▶ Assignment
Please write each record out again word for word.

Stored items
******

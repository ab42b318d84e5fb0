//! Shared application state for the Observer server.
//!
//! [`AppState`] holds the frame broadcast channel, the receiving end of
//! the world snapshot channel, and the static run information loaded from
//! the work directory.

use std::path::PathBuf;
use std::sync::Arc;

use gitswarm_core::runner::SimulationEndReason;
use gitswarm_core::scheduler::StreamProgress;
use gitswarm_core::tick::TickSummary;
use gitswarm_types::{InfoPayload, RenderFrame, World};
use serde::Serialize;
use tokio::sync::{RwLock, broadcast, watch};

/// Capacity of the broadcast channel for render frames.
///
/// A subscriber that falls behind by more than this many frames receives
/// [`broadcast::error::RecvError::Lagged`] and skips to the newest frame.
const BROADCAST_CAPACITY: usize = 256;

/// Progress of the simulation, served by `GET /api/status`.
#[derive(Debug, Clone, Default, Serialize)]
pub struct SimulationStatus {
    /// Whether the simulation loop is still running.
    pub running: bool,
    /// World ticks applied so far.
    pub ticks: u64,
    /// Simulation time of the latest snapshot.
    pub elapsed_ms: u64,
    /// Source timestamp of the latest snapshot.
    pub real_world_ts: Option<i64>,
    /// Summary of the latest tick.
    pub last_tick: Option<TickSummary>,
    /// Event stream pacing and credit totals.
    pub stream: Option<StreamProgress>,
    /// Why the run ended, once it has.
    pub end_reason: Option<SimulationEndReason>,
}

/// Shared state for the Axum application.
///
/// Wrapped in [`Arc`] and injected via Axum's `State` extractor.
#[derive(Clone)]
pub struct AppState {
    /// Broadcast sender for render frames.
    pub frames: broadcast::Sender<RenderFrame>,
    /// Latest published world snapshot.
    pub world: watch::Receiver<Arc<World>>,
    /// Simulation progress, updated each tick.
    pub status: Arc<RwLock<SimulationStatus>>,
    /// Run metadata from the work directory.
    pub info: InfoPayload,
    /// Event log replayed by `/ws/events`.
    pub event_log: PathBuf,
    /// Directory served under `/avatars`.
    pub avatars_dir: PathBuf,
}

impl AppState {
    /// Create the state for a run.
    pub fn new(
        info: InfoPayload,
        event_log: PathBuf,
        avatars_dir: PathBuf,
        world: watch::Receiver<Arc<World>>,
    ) -> Self {
        let (frames, _) = broadcast::channel(BROADCAST_CAPACITY);
        Self {
            frames,
            world,
            status: Arc::new(RwLock::new(SimulationStatus {
                running: true,
                ..SimulationStatus::default()
            })),
            info,
            event_log,
            avatars_dir,
        }
    }

    /// Subscribe to the frame broadcast channel.
    pub fn subscribe(&self) -> broadcast::Receiver<RenderFrame> {
        self.frames.subscribe()
    }

    /// Publish a frame to all connected clients.
    ///
    /// Returns the number of receivers. Zero when no client is connected,
    /// which is not an error.
    pub fn broadcast(&self, frame: RenderFrame) -> usize {
        self.frames.send(frame).unwrap_or(0)
    }

    /// The latest world snapshot.
    pub fn current_world(&self) -> Arc<World> {
        Arc::clone(&self.world.borrow())
    }
}
//! `WebSocket` transport of the event log under the credit protocol.
//!
//! Each client connecting to `GET /ws/events` gets its own replay of the
//! work directory's `events.stream`:
//!
//! - client -> server: a text message holding a decimal credit count
//! - server -> client: one JSON event per text message, never more than
//!   the cumulative credit
//! - end of log: the server sends a close frame
//!
//! The replay runs as a core source task; this module only bridges its
//! channels to the socket.

use std::fmt::Display;
use std::sync::Arc;

use axum::extract::ws::{Message, WebSocket};
use axum::extract::{State, WebSocketUpgrade};
use axum::response::IntoResponse;
use futures::{Sink, Stream, StreamExt};
use gitswarm_core::source::{
    ControlledStream, SourceLink, SourceMessage, read_event_log, spawn_source,
};
use tracing::{debug, info, warn};

use crate::socket::{Inbound, classify, close, send_json};
use crate::state::AppState;

/// Capacity of the per-client channels between socket and source task.
const CHANNEL_CAPACITY: usize = 64;

/// Parse a client credit message.
pub fn parse_credit(text: &str) -> Option<u64> {
    text.trim().parse().ok()
}

/// Upgrade to a `WebSocket` and replay the event log.
///
/// # Route
///
/// `GET /ws/events`
pub async fn ws_events(
    ws: WebSocketUpgrade,
    State(state): State<Arc<AppState>>,
) -> impl IntoResponse {
    ws.on_upgrade(|socket| handle_events(socket, state))
}

async fn handle_events(socket: WebSocket, state: Arc<AppState>) {
    info!("Event stream client connected");
    let (mut tx, rx) = socket.split();

    let events = match read_event_log(&state.event_log).await {
        Ok(events) => events,
        Err(e) => {
            warn!(error = %e, "Cannot replay event log");
            close(&mut tx).await;
            return;
        }
    };
    let link = spawn_source(ControlledStream::new(events), CHANNEL_CAPACITY);
    bridge(tx, rx, link).await;
}

/// Relay credit from the client to the source and events back, until
/// either side ends. Returns the number of events sent.
async fn bridge<Tx, Rx, E>(mut tx: Tx, mut rx: Rx, mut link: SourceLink) -> u64
where
    Tx: Sink<Message> + Unpin,
    Rx: Stream<Item = Result<Message, E>> + Unpin,
    E: Display,
{
    let mut sent = 0_u64;

    loop {
        tokio::select! {
            message = link.messages.recv() => match message {
                Some(SourceMessage::Ready) => {}
                Some(SourceMessage::Event(event)) => {
                    if !send_json(&mut tx, &event).await {
                        debug!(sent, "Event stream client disconnected (send failed)");
                        break;
                    }
                    sent = sent.saturating_add(1);
                }
                Some(SourceMessage::Completed) | None => {
                    info!(sent, "Event log replayed, closing stream");
                    close(&mut tx).await;
                    break;
                }
            },
            inbound = rx.next() => match classify(inbound) {
                Inbound::Text(text) => match parse_credit(&text) {
                    Some(credits) => {
                        debug!(credits, "Client requested more events");
                        if link.requests.send(credits).await.is_err() {
                            break;
                        }
                    }
                    None => warn!(message = %text, "Ignoring non-numeric credit message"),
                },
                Inbound::Closed => {
                    debug!(sent, "Event stream client disconnected");
                    break;
                }
                Inbound::Ignored => {}
            },
        }
    }

    link.task.abort();
    sent
}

******

▶ Exercise answer
repository ab42b318d84e5fb0
//! Shared application state for the Observer server.
//!
//! [`AppState`] holds the frame broadcast channel, the receiving end of
//! the world snapshot channel, and the static run information loaded from
//! the work directory.

use std::path::PathBuf;
use std::sync::Arc;

use gitswarm_core::runner::SimulationEndReason;
use gitswarm_core::scheduler::StreamProgress;
use gitswarm_core::tick::TickSummary;
use gitswarm_types::{InfoPayload, RenderFrame, World};
use serde::Serialize;
use tokio::sync::{RwLock, broadcast, watch};

/// Capacity of the broadcast channel for render frames.
///
/// A subscriber that falls behind by more than this many frames receives
/// [`broadcast::error::RecvError::Lagged`] and skips to the newest frame.
const BROADCAST_CAPACITY: usize = 256;

/// Progress of the simulation, served by `GET /api/status`.
#[derive(Debug, Clone, Default, Serialize)]
pub struct SimulationStatus {
    /// Whether the simulation loop is still running.
    pub running: bool,
    /// World ticks applied so far.
    pub ticks: u64,
    /// Simulation time of the latest snapshot.
    pub elapsed_ms: u64,
    /// Source timestamp of the latest snapshot.
    pub real_world_ts: Option<i64>,
    /// Summary of the latest tick.
    pub last_tick: Option<TickSummary>,
    /// Event stream pacing and credit totals.
    pub stream: Option<StreamProgress>,
    /// Why the run ended, once it has.
    pub end_reason: Option<SimulationEndReason>,
}

/// Shared state for the Axum application.
///
/// Wrapped in [`Arc`] and injected via Axum's `State` extractor.
#[derive(Clone)]
pub struct AppState {
    /// Broadcast sender for render frames.
    pub frames: broadcast::Sender<RenderFrame>,
    /// Latest published world snapshot.
    pub world: watch::Receiver<Arc<World>>,
    /// Simulation progress, updated each tick.
    pub status: Arc<RwLock<SimulationStatus>>,
    /// Run metadata from the work directory.
    pub info: InfoPayload,
    /// Event log replayed by `/ws/events`.
    pub event_log: PathBuf,
    /// Directory served under `/avatars`.
    pub avatars_dir: PathBuf,
}

impl AppState {
    /// Create the state for a run.
    pub fn new(
        info: InfoPayload,
        event_log: PathBuf,
        avatars_dir: PathBuf,
        world: watch::Receiver<Arc<World>>,
    ) -> Self {
        let (frames, _) = broadcast::channel(BROADCAST_CAPACITY);
        Self {
            frames,
            world,
            status: Arc::new(RwLock::new(SimulationStatus {
                running: true,
                ..SimulationStatus::default()
            })),
            info,
            event_log,
            avatars_dir,
        }
    }

    /// Subscribe to the frame broadcast channel.
    pub fn subscribe(&self) -> broadcast::Receiver<RenderFrame> {
        self.frames.subscribe()
    }

    /// Publish a frame to all connected clients.
    ///
    /// Returns the number of receivers. Zero when no client is connected,
    /// which is not an error.
    pub fn broadcast(&self, frame: RenderFrame) -> usize {
        self.frames.send(frame).unwrap_or(0)
    }

    /// The latest world snapshot.
    pub fn current_world(&self) -> Arc<World> {
        Arc::clone(&self.world.borrow())
    }
}
//! `WebSocket` transport of the event log under the credit protocol.
//!
//! Each client connecting to `GET /ws/events` gets its own replay of the
//! work directory's `events.stream`:
//!
//! - client -> server: a text message holding a decimal credit count
//! - server -> client: one JSON event per text message, never more than
//!   the cumulative credit
//! - end of log: the server sends a close frame
//!
//! The replay runs as a core source task; this module only bridges its
//! channels to the socket.

use std::fmt::Display;
use std::sync::Arc;

use axum::extract::ws::{Message, WebSocket};
use axum::extract::{State, WebSocketUpgrade};
use axum::response::IntoResponse;
use futures::{Sink, Stream, StreamExt};
use gitswarm_core::source::{
    ControlledStream, SourceLink, SourceMessage, read_event_log, spawn_source,
};
use tracing::{debug, info, warn};

use crate::socket::{Inbound, classify, close, send_json};
use crate::state::AppState;

/// Capacity of the per-client channels between socket and source task.
const CHANNEL_CAPACITY: usize = 64;

/// Parse a client credit message.
pub fn parse_credit(text: &str) -> Option<u64> {
    text.trim().parse().ok()
}

/// Upgrade to a `WebSocket` and replay the event log.
///
/// # Route
///
/// `GET /ws/events`
pub async fn ws_events(
    ws: WebSocketUpgrade,
    State(state): State<Arc<AppState>>,
) -> impl IntoResponse {
    ws.on_upgrade(|socket| handle_events(socket, state))
}

async fn handle_events(socket: WebSocket, state: Arc<AppState>) {
    info!("Event stream client connected");
    let (mut tx, rx) = socket.split();

    let events = match read_event_log(&state.event_log).await {
        Ok(events) => events,
        Err(e) => {
            warn!(error = %e, "Cannot replay event log");
            close(&mut tx).await;
            return;
        }
    };
    let link = spawn_source(ControlledStream::new(events), CHANNEL_CAPACITY);
    bridge(tx, rx, link).await;
}

/// Relay credit from the client to the source and events back, until
/// either side ends. Returns the number of events sent.
async fn bridge<Tx, Rx, E>(mut tx: Tx, mut rx: Rx, mut link: SourceLink) -> u64
where
    Tx: Sink<Message> + Unpin,
    Rx: Stream<Item = Result<Message, E>> + Unpin,
    E: Display,
{
    let mut sent = 0_u64;

    loop {
        tokio::select! {
            message = link.messages.recv() => match message {
                Some(SourceMessage::Ready) => {}
                Some(SourceMessage::Event(event)) => {
                    if !send_json(&mut tx, &event).await {
                        debug!(sent, "Event stream client disconnected (send failed)");
                        break;
                    }
                    sent = sent.saturating_add(1);
                }
                Some(SourceMessage::Completed) | None => {
                    info!(sent, "Event log replayed, closing stream");
                    close(&mut tx).await;
                    break;
                }
            },
            inbound = rx.next() => match classify(inbound) {
                Inbound::Text(text) => match parse_credit(&text) {
                    Some(credits) => {
                        debug!(credits, "Client requested more events");
                        if link.requests.send(credits).await.is_err() {
                            break;
                        }
                    }
                    None => warn!(message = %text, "Ignoring non-numeric credit message"),
                },
                Inbound::Closed => {
                    debug!(sent, "Event stream client disconnected");
                    break;
                }
                Inbound::Ignored => {}
            },
        }
    }

    link.task.abort();
    sent
}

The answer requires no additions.